Response 2: We agree that this would be useful. However, NMR cannot be used for our system due to the following: Hydrogen of substituted benzene rings of polymeric support will give a lot of signals in the range of 6.8-8 m.d. that will make impossible to identify the signal of hydrogen of benzene rings of the product (MBP). The signal of the hydrogen of OCH3 group will be lost among the signals of oxygen-substituted alkane chains of the polymer (HPS contains about 5% of oxygen remaining after the polymer synthesis). 13C-NMR will face the same problem.

 

Point 3: Why only cross coupling product alone does occupies matrix, why not other side product (due to homo-coupling) and reactants?

 

Response 3: We agree that different reactants canpotentially adsorb on the polymeric matrix (among them are 4-bromoanisole, phenylboronic acid, sodium hydroxide, side-products of the reaction (including biphenyl)).Although different reactants couldadsorb on the catalyst surface during the S-M reaction, we supposed that MBP is responsible for the observed deactivation due to the following reasons:

- bromine and boron were not detected on the surface of Pd/MN270 neither after the first run nor after the second run, which exclude strong adsorption of BrAn and PBA;

- sodium was found on the Pd/MN270 surface in trace amounts (less than 0.2 at.%), so, sodium-containing compounds can not be considered as the main adsorbed species;

- high selectivity of the catalyst with respect to MBP (share of MBP among the reaction products is higher than 96%) excludes the strong influence of BP;

- sharp increase of oxygen content was found after the repeated reaction runs, and this oxygen does not belong to the oxygen of polymeric matrix itself

Action taken: We added this argumentation in the manuscript text to make more clear the decision making process.

 

Point 4: What author meant by cocktail type catalyst?

 

Response 4: The term “cocktail” catalyst was proposed by Ananikov and co-workers for cross-coupling processes and describes catalytic systems containing more than one form of palladium including Pd(0) NPs, where the latter serve as pre-catalysts generating active species during the reaction. For such catalysts it was established that virtually any form of Pd (small clusters, NPs, inorganic salts, complexes containing palladium ions or atoms) might start catalytic cycle.

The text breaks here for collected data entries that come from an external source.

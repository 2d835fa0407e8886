//! Reactor-side primitives: the event loop, cookie-validated handles, the
//! cross-thread marshalling queue and the typed memory-pool facade.
//!
//! This mirrors the layout of the teacher's `io-engine::core` module:
//! `Reactor`/`Reactors` there, `Reactor`/`ReactorRemote` here; `MemoryPool`
//! there, `MemPool` here.

pub mod cross_thread;
pub mod error;
pub mod handle;
pub mod mempool;
pub mod reactor;

pub use error::ReactorError;
pub use handle::Handle;
pub use mempool::MemPool;
pub use reactor::{CycleResult, Reactor, ReactorRemote, ReactorState, BURST_COUNT, MIN_DEFERRED_DELAY};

Action taken: More explanations were added to the manuscript text and general scheme of the reaction mechanism was added to illustrate the transformations of Pd during the reaction course.

Author Response File: Author Response.docx

Reviewer 3 Report

In this manuscript, the authors reported a detailed study of catalytic activity and deactivation of HPS Pd nanocatalysts in classical Suzuki cross-coupling reaction. The work is a logical extension of author's previous research on Pd/HPS catalysts. Special attention was given to origins of deactivation. Catalytic properties of Pd/MN270 and Pd/MN100 were analyzed and compared. The results suggest that hydrophobic nature of Pd/MN270 was the origin of catalyst deactivation, which was confirmed by increased activity of hydrophilic Pd/MN100 or washing Pd/MN270 by a hydrophobic solvent. I think the work is experimentally well-done with the use of modern methods for material characterization (TEM, STEM, XPS, XFA, FTIR, etc.). Although the manuscript is somewhat overfilled with technical details, I believe it fits to journal "Processes". 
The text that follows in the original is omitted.